Aufgrund des schnellen Zugangs zu Informationen aus den entlegensten Themengebieten via Internet, verzichte ich hier auf Definitionen, Begriffserklärungen und Erläuterungen aus dem Bereich des Kampfsportes und der Kampfkunst.

 

Als Ausnahme füge ich Qi Gong (Qi Gung) an. 

Die Ideen des Forschens an den eigenen Körperbewegungen und die daraus entstehenden Fähigkeiten und Möglichkeiten zugunsten einer Gesundheits- und Schaffenskraft bilden nicht nur im Bereich der Kampfkunst die Grundlage meines Handelns. Deshalb sei diese Lehre hier kurz besonders gewürdigt.

 

Nicht ohne Grund wird Qi Gung auch als "Mutter aller Kampfkünste" bezeichnet...

 

 

 

Qi Gong

Gesundheitslehre aus Asien

Ursprung und heutige Bedeutung:

Die Gesundheitslehre Qi Gong oder näher übersetzt Qi Gung stammt ursprünglich aus China und ist ca. 3000 Jahre alt.
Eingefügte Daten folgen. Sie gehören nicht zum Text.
//! Lock tables for per-user and per-session serialization.
//!
//! - Lifecycle gate, one `RwLock` per local user. Every operation on a user
//!   holds it shared; `delete_user` holds it exclusively, so deletion waits
//!   for in-flight work and later work observes the deletion.
//! - Prekey lock, one `Mutex` per local user, around read-modify-write of
//!   prekey records (one-time prekey consumption, `update`).
//! - Session lock, one `Mutex` per (local user, peer device). At most one
//!   ratchet-advancing operation runs per session.
//!
//! Lock order is gate, then session locks (sorted), then prekey lock.
//! Independent pairs never contend. Session entries are dropped as soon as
//! the last guard or waiter lets go; user entries are pruned by `update`.

#![allow(clippy::disallowed_types, reason = "Map guards are never held across await")]

use std::{
    collections::HashMap,
    sync::{Arc, Mutex},
};

use tokio::sync::{
    Mutex as AsyncMutex, OwnedMutexGuard, OwnedRwLockReadGuard, OwnedRwLockWriteGuard, RwLock,
};

#[derive(Default)]
struct UserLocks {
    gate: Arc<RwLock<()>>,
    prekeys: Arc<AsyncMutex<()>>,
}

type SessionLocks = Mutex<HashMap<(String, String), Arc<AsyncMutex<()>>>>;

/// Lock tables shared by every engine task.
#[derive(Default)]
pub(crate) struct LockTable {
    users: Mutex<HashMap<String, Arc<UserLocks>>>,
    sessions: Arc<SessionLocks>,
}

/// Guards for every session an operation touches.
///
/// Dropping them releases the locks and removes the table entries nobody
/// else holds or waits on.
pub(crate) struct SessionGuards {
    guards: Vec<OwnedMutexGuard<()>>,
    keys: Vec<(String, String)>,
    table: Arc<SessionLocks>,
}

impl Drop for SessionGuards {
    #[allow(clippy::expect_used)]
    fn drop(&mut self) {
        // Each guard owns a reference to its lock; release them first.
        self.guards.clear();

        let mut sessions = self.table.lock().expect("lock table poisoned");
        for key in &self.keys {
            if sessions.get(key).is_some_and(|lock| Arc::strong_count(lock) == 1) {
                sessions.remove(key);
            }
        }
    }
}

impl LockTable {
    #[allow(clippy::expect_used)]
    fn user(&self, device_id: &str) -> Arc<UserLocks> {
        let mut users = self.users.lock().expect("lock table poisoned");
        Arc::clone(users.entry(device_id.to_string()).or_default())
    }

    #[allow(clippy::expect_used)]
    fn session(&self, owner: &str, peer: &str) -> Arc<AsyncMutex<()>> {
        let mut sessions = self.sessions.lock().expect("lock table poisoned");
        Arc::clone(sessions.entry((owner.to_string(), peer.to_string())).or_default())
    }

    /// Shared hold on a user's lifecycle gate.
    pub(crate) async fn read_user(&self, device_id: &str) -> OwnedRwLockReadGuard<()> {
        Arc::clone(&self.user(device_id).gate).read_owned().await
    }

    /// Exclusive hold on a user's lifecycle gate.
    pub(crate) async fn write_user(&self, device_id: &str) -> OwnedRwLockWriteGuard<()> {
        Arc::clone(&self.user(device_id).gate).write_owned().await
    }

    /// Exclusive hold on a user's prekey records.
    pub(crate) async fn prekeys(&self, device_id: &str) -> OwnedMutexGuard<()> {
        Arc::clone(&self.user(device_id).prekeys).lock_owned().await
    }

    /// Exclusive hold on the sessions between `owner` and each of `peers`.
    ///
    /// Locks are taken in sorted order so concurrent multi-recipient calls
    /// cannot deadlock.
    pub(crate) async fn sessions(&self, owner: &str, peers: &[String]) -> SessionGuards {
        let mut sorted: Vec<&String> = peers.iter().collect();
        sorted.sort();
        sorted.dedup();

        let mut guards = SessionGuards {
            guards: Vec::with_capacity(sorted.len()),
            keys: Vec::with_capacity(sorted.len()),
            table: Arc::clone(&self.sessions),
        };
        for peer in sorted {
            let lock = self.session(owner, peer);
            guards.keys.push((owner.to_string(), peer.clone()));
            guards.guards.push(lock.lock_owned().await);
        }
        guards
    }

    /// Drop table entries nobody holds or waits on.
    #[allow(clippy::expect_used)]
    pub(crate) fn prune(&self) {
        self.users
            .lock()
            .expect("lock table poisoned")
            .retain(|_, locks| Arc::strong_count(locks) > 1 || is_busy(locks));
        self.sessions
            .lock()
            .expect("lock table poisoned")
            .retain(|_, lock| Arc::strong_count(lock) > 1);
    }
}

fn is_busy(locks: &UserLocks) -> bool {
    Arc::strong_count(&locks.gate) > 1 || Arc::strong_count(&locks.prekeys) > 1
}
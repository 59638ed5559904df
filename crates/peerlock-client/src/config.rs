//! Engine configuration.

use std::time::Duration;

use peerlock_crypto::RatchetLimits;

const DAY: Duration = Duration::from_secs(24 * 60 * 60);

/// Tunables for the engine. `Default` gives production values.
#[derive(Debug, Clone, PartialEq, Eq)]
pub struct EngineConfig {
    /// Largest gap accepted inside one receiving chain
    pub max_skip: u32,
    /// Skipped message keys cached per session
    pub max_skipped_keys: usize,
    /// Messages sent without any reply before a fresh session is bootstrapped
    pub max_sending_chain: u32,
    /// Previous sessions kept per peer for late messages
    pub max_stale_sessions: usize,
    /// Age at which the signed prekey is replaced
    pub spk_lifetime: Duration,
    /// How long a replaced signed prekey still accepts initial messages
    pub spk_limbo: Duration,
    /// How long a one-time prekey gone from the server is kept locally
    pub opk_limbo: Duration,
    /// Idle time after which a stale session is dropped
    pub session_retention: Duration,
    /// Server-side one-time prekey count below which `update` tops up
    pub opk_server_low_limit: usize,
    /// One-time prekeys generated per top-up
    pub opk_batch_size: usize,
    /// One-time prekeys published by `create_user` when no count is given
    pub default_opk_batch: u16,
    /// Refuse peer bundles that carry no one-time prekey
    pub require_one_time_prekey: bool,
}

impl Default for EngineConfig {
    fn default() -> Self {
        Self {
            max_skip: 1024,
            max_skipped_keys: 2048,
            max_sending_chain: 1000,
            max_stale_sessions: 4,
            spk_lifetime: 7 * DAY,
            spk_limbo: 30 * DAY,
            opk_limbo: 37 * DAY,
            session_retention: 30 * DAY,
            opk_server_low_limit: 100,
            opk_batch_size: 25,
            default_opk_batch: 100,
            require_one_time_prekey: false,
        }
    }
}

impl EngineConfig {
    /// Ratchet bounds derived from this configuration.
    #[must_use]
    pub fn limits(&self) -> RatchetLimits {
        RatchetLimits { max_skip: self.max_skip, max_skipped_keys: self.max_skipped_keys }
    }
}
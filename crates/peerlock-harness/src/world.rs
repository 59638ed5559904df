//! Simulated deployment: one key server, any number of engines.

use peerlock_client::{EngineConfig, Manager};
use peerlock_core::{MemoryStorage, Storage};
use peerlock_server::KeyServer;

use crate::{loopback::LoopbackTransport, sim_env::SimEnv};

/// URL the default key server is mounted at.
pub const KEY_SERVER_URL: &str = "https://keys.peerlock.test";

/// Engine wired to the simulated key server.
pub type SimManager<S = MemoryStorage> = Manager<S, LoopbackTransport, SimEnv>;

/// A key server, the transport reaching it and a shared environment.
///
/// Engines built from the same `World` share the virtual clock and see the
/// same server.
#[derive(Clone)]
pub struct World {
    /// Shared environment
    pub env: SimEnv,
    /// Transport every engine uses
    pub transport: LoopbackTransport,
    /// Key server mounted at [`KEY_SERVER_URL`]
    pub server: KeyServer,
}

impl World {
    /// World with seeded randomness.
    pub fn new(seed: u64) -> Self {
        let server = KeyServer::default();
        let transport = LoopbackTransport::new();
        transport.mount(KEY_SERVER_URL, server.clone());
        Self { env: SimEnv::with_seed(seed), transport, server }
    }

    /// Engine over fresh in-memory storage with default configuration.
    pub fn manager(&self) -> SimManager {
        self.manager_with(MemoryStorage::new(), EngineConfig::default())
    }

    /// Engine over `storage` with `config`.
    pub fn manager_with<S: Storage>(&self, storage: S, config: EngineConfig) -> SimManager<S> {
        Manager::new(storage, self.transport.clone(), self.env.clone(), config)
    }
}
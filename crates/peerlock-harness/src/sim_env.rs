//! Seeded, virtual-clock Environment for deterministic tests.

#![allow(clippy::disallowed_types, reason = "Locking simple RNG state")]

use std::{
    sync::{
        Arc, Mutex, PoisonError,
        atomic::{AtomicU64, Ordering},
    },
    time::Duration,
};

use peerlock_core::Environment;
use rand::{RngCore, SeedableRng};
use rand_chacha::ChaCha20Rng;

/// Wall clock every simulation starts at (2023-11-14).
pub const SIM_EPOCH_SECS: u64 = 1_700_000_000;

/// Simulation environment with a virtual clock and seeded RNG.
///
/// - **Virtual time**: the clock only moves through [`SimEnv::advance`] or
///   `sleep`, so prekey rotation and limbo periods can be crossed instantly.
///
/// - **Seeded RNG**: `random_bytes()` draws from a ChaCha20 stream, so the
///   same seed yields the same keys on every run.
///
/// Clones share both the clock and the RNG stream. Give every simulated
/// device the same `SimEnv` to keep their clocks in step.
#[derive(Clone)]
pub struct SimEnv {
    rng: Arc<Mutex<ChaCha20Rng>>,
    clock: Arc<AtomicU64>,
}

impl SimEnv {
    /// Environment with seed 0.
    pub fn new() -> Self {
        Self::with_seed(0)
    }

    /// Environment with a specific seed.
    pub fn with_seed(seed: u64) -> Self {
        Self {
            rng: Arc::new(Mutex::new(ChaCha20Rng::seed_from_u64(seed))),
            clock: Arc::new(AtomicU64::new(SIM_EPOCH_SECS)),
        }
    }

    /// Move the virtual clock forward.
    pub fn advance(&self, by: Duration) {
        self.clock.fetch_add(by.as_secs(), Ordering::SeqCst);
    }

    /// Seconds elapsed since the simulation started.
    pub fn elapsed(&self) -> Duration {
        Duration::from_secs(self.clock.load(Ordering::SeqCst) - SIM_EPOCH_SECS)
    }
}

impl Default for SimEnv {
    fn default() -> Self {
        Self::new()
    }
}

impl Environment for SimEnv {
    /// Virtual time since the simulation started.
    type Instant = Duration;

    fn now(&self) -> Self::Instant {
        self.elapsed()
    }

    fn wall_clock_secs(&self) -> u64 {
        self.clock.load(Ordering::SeqCst)
    }

    async fn sleep(&self, duration: Duration) {
        self.advance(duration);
        tokio::task::yield_now().await;
    }

    fn random_bytes(&self, dest: &mut [u8]) {
        // A panic while holding the lock cannot leave the RNG half-updated.
        self.rng.lock().unwrap_or_else(PoisonError::into_inner).fill_bytes(dest);
    }
}
//! Peerlock key server.
//!
//! Reference implementation of the key-exchange server a peerlock engine
//! publishes to and fetches bundles from. Transport-agnostic: a deployment
//! wraps [`KeyServer::handle`] in HTTPS; tests call it in-process.
//!
//! # Components
//!
//! - [`BundleRegistry`]: per-device identity key, signed prekey and one-time
//!   prekey queue, with signature checks on upload and one-shot hand-out
//! - [`KeyServer`]: decodes requests, applies them to the registry, encodes
//!   responses
//! - [`RegistryError`]: refusal reasons, mapped to wire error codes

#![forbid(unsafe_code)]
#![deny(missing_docs)]

mod error;
mod handler;
mod registry;

pub use error::RegistryError;
pub use handler::KeyServer;
pub use registry::{BundleRegistry, DEFAULT_MAX_ONE_TIME_PREKEYS, StoreResult};
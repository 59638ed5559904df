//! Peerlock wire formats.
//!
//! Two families of messages:
//!
//! - Ratchet messages, exchanged device to device through whatever delivery
//!   service the application uses. Fixed binary header, optional X3DH init
//!   block, AEAD ciphertext.
//! - Key server messages, exchanged between a device and the key server.
//!   Fixed binary header, CBOR body.
//!
//! Headers are raw binary so they can be authenticated byte for byte; bodies
//! use CBOR for type safety and forward compatibility.

#![forbid(unsafe_code)]
#![deny(missing_docs)]

mod curve;
pub mod errors;
pub mod key_server;
pub mod ratchet_message;

pub use curve::CurveId;
pub use errors::{ProtocolError, Result};
pub use key_server::{
    ErrorPayload, OneTimePreKeyData, Opcode, PeerBundle, PeerBundles, PeerBundlesRequest, RegisterUser,
    SelfOneTimePreKeys, ServerMessage, SignedPreKeyData,
};
pub use ratchet_message::{PayloadKind, RatchetHeader, RatchetMessage, X3dhInit};
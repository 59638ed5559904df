//! Durable record schema.
//!
//! Everything the engine persists, as serde types. Storage backends encode
//! them with CBOR and never look inside. Records holding secret material
//! implement `Debug` by hand so seeds never reach logs.

use peerlock_crypto::RatchetState;
use peerlock_proto::{CurveId, X3dhInit};
use serde::{Deserialize, Serialize};

use crate::types::PeerDeviceStatus;

/// A local device identity.
#[derive(Clone, PartialEq, Eq, Serialize, Deserialize)]
pub struct LocalUserRecord {
    /// Globally unique device id
    pub device_id: String,
    /// Key server this identity is registered with
    pub server_url: String,
    /// Curve the identity was provisioned with
    pub curve: CurveId,
    /// Ed25519 identity seed
    pub identity_seed: [u8; 32],
    /// Ed25519 identity public key
    pub identity_public: [u8; 32],
    /// One-time prekeys published at registration
    pub initial_opk_count: u16,
    /// Unix seconds
    pub created_at: u64,
}

impl std::fmt::Debug for LocalUserRecord {
    fn fmt(&self, f: &mut std::fmt::Formatter<'_>) -> std::fmt::Result {
        f.debug_struct("LocalUserRecord")
            .field("device_id", &self.device_id)
            .field("server_url", &self.server_url)
            .field("curve", &self.curve)
            .field("initial_opk_count", &self.initial_opk_count)
            .field("created_at", &self.created_at)
            .finish_non_exhaustive()
    }
}

/// A signed prekey owned by a local user.
#[derive(Clone, PartialEq, Eq, Serialize, Deserialize)]
pub struct SignedPreKeyRecord {
    /// Prekey id, unique per owner
    pub id: u32,
    /// X25519 secret seed
    pub seed: [u8; 32],
    /// X25519 public key
    pub public: [u8; 32],
    /// Ed25519 signature over `id || public`
    pub signature: Vec<u8>,
    /// Unix seconds
    pub created_at: u64,
    /// When this key stopped being the published one. `None` while current.
    pub retired_at: Option<u64>,
    /// Initiator ephemeral keys of every session accepted under this prekey.
    /// Deleted with the prekey, so an initial message can never be accepted
    /// twice while its prekey still exists.
    #[serde(default)]
    pub accepted_ephemerals: Vec<[u8; 32]>,
}

impl SignedPreKeyRecord {
    /// Whether this is the prekey currently published on the server.
    #[must_use]
    pub const fn is_current(&self) -> bool {
        self.retired_at.is_none()
    }

    /// Whether an initial message with this ephemeral key was accepted
    /// under this prekey.
    #[must_use]
    pub fn has_accepted(&self, ephemeral_key: &[u8; 32]) -> bool {
        self.accepted_ephemerals.contains(ephemeral_key)
    }
}

impl std::fmt::Debug for SignedPreKeyRecord {
    fn fmt(&self, f: &mut std::fmt::Formatter<'_>) -> std::fmt::Result {
        f.debug_struct("SignedPreKeyRecord")
            .field("id", &self.id)
            .field("created_at", &self.created_at)
            .field("retired_at", &self.retired_at)
            .field("accepted", &self.accepted_ephemerals.len())
            .finish_non_exhaustive()
    }
}

/// A one-time prekey owned by a local user.
#[derive(Clone, PartialEq, Eq, Serialize, Deserialize)]
pub struct OneTimePreKeyRecord {
    /// Prekey id, unique per owner
    pub id: u32,
    /// X25519 secret seed
    pub seed: [u8; 32],
    /// X25519 public key
    pub public: [u8; 32],
    /// When the key server stopped listing this key. A peer may have fetched
    /// it, so it is kept until the limbo period runs out.
    pub dispatched_at: Option<u64>,
}

impl std::fmt::Debug for OneTimePreKeyRecord {
    fn fmt(&self, f: &mut std::fmt::Formatter<'_>) -> std::fmt::Result {
        f.debug_struct("OneTimePreKeyRecord")
            .field("id", &self.id)
            .field("dispatched_at", &self.dispatched_at)
            .finish_non_exhaustive()
    }
}

/// What a local user knows about one peer device.
#[derive(Debug, Clone, PartialEq, Eq, Serialize, Deserialize)]
pub struct PeerDeviceRecord {
    /// Peer device id
    pub device_id: String,
    /// Peer Ed25519 identity public key
    pub identity_key: [u8; 32],
    /// Stored trust status, never `Unknown`
    pub status: PeerDeviceStatus,
    /// Unix seconds of the last status or key change
    pub updated_at: u64,
}

/// One Double Ratchet session with a peer device.
#[derive(Debug, Clone, Serialize, Deserialize)]
pub struct SessionRecord {
    /// Random id, used in logs
    pub session_id: u64,
    /// Ratchet state
    pub ratchet: RatchetState,
    /// Associated data bound into every message of this session
    pub associated_data: [u8; 32],
    /// X3DH values to attach to outgoing messages until the peer replies
    pub pending_init: Option<X3dhInit>,
    /// Initiator ephemeral key this session was accepted from. A second
    /// initial message with the same key is a replay, not a new session.
    pub peer_ephemeral: Option<[u8; 32]>,
    /// Unix seconds
    pub created_at: u64,
    /// Unix seconds of the last successful encrypt or decrypt
    pub last_activity: u64,
}

/// All sessions a local user holds with one peer device.
///
/// At most one is active. Older sessions are kept, newest first, so late
/// messages sent on them still decrypt.
#[derive(Debug, Clone, Default, Serialize, Deserialize)]
pub struct SessionSet {
    /// Session used for encrypting
    pub active: Option<SessionRecord>,
    /// Previous sessions, newest first
    pub stale: Vec<SessionRecord>,
}

impl SessionSet {
    /// Make `session` active, moving the current one to the front of the
    /// stale list and keeping at most `max_stale` stale sessions.
    pub fn activate(&mut self, session: SessionRecord, max_stale: usize) {
        if let Some(previous) = self.active.replace(session) {
            self.stale.insert(0, previous);
        }
        self.stale.truncate(max_stale);
    }

    /// Drop stale sessions idle since before `cutoff`. Returns how many were
    /// removed.
    pub fn prune_stale(&mut self, cutoff: u64) -> usize {
        let before = self.stale.len();
        self.stale.retain(|s| s.last_activity >= cutoff);
        before - self.stale.len()
    }

    /// Whether any session was accepted from this initiator ephemeral key.
    #[must_use]
    pub fn accepted_from(&self, ephemeral_key: &[u8; 32]) -> bool {
        self.active.iter().chain(&self.stale).any(|s| s.peer_ephemeral.as_ref() == Some(ephemeral_key))
    }

    /// True if no session is left.
    #[must_use]
    pub fn is_empty(&self) -> bool {
        self.active.is_none() && self.stale.is_empty()
    }
}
Heute werden mehrere hundert Bewegungsformen dem Qi Gung zugeordnet und es erfreut sich durch ein wachsendes Gesundheitsbewusstsein immer größerer Beliebtheit.

Durch seine positive Wirkung stellt Qi Gung einen Zugewinn für alle Lebensbereiche dar.

 

Begriffsbedeutung:

Die Bezeichnung Qi Gung setzt sich aus zwei Wörtern zusammen, die unterschiedlich gedeutet werden können:

"Qi" kann unter anderem als "Bewegung" verstanden werden und "Gung" ist übersetzbar mit "Forschen".

Qi Gung wird hier also als "Bewegungsforschung" verstanden.

 

Ziel:

Qi Gung ist eine Methode der Wissens- und Könnensentwicklung mit dem Ziel, eine ökonomisierte Gesamtbewegung zu erreichen, die auf alle Bewegungsabläufe übertragen werden kann. Ein wichtiger Punkt hierbei ist die Entwicklung eines angemessenen Gesundheits- und Bewegungsverständnisses.

Weiterhin kann eine ökonomisierte Gesamtbewegung ebenso als Basis für eine Selbstverteidigungssituation genutzt werden.

 

Gesundheitliche Wirkung:

Qi Gung ist grundsätzlich ohne Alterseinschränkung von jedem erlernbar und wirkt sich durch langsame, fließende Bewegungen positiv auf alle Systeme des menschlichen Körpers aus.

Dazu gehören insbesondere die Konzentrationsfähigkeit, die Sinneswahrnehmungen, der Bewegungsapparat, das Atmungs-, das Herz-Kreislauf-, das Nerven- und Immunsystem.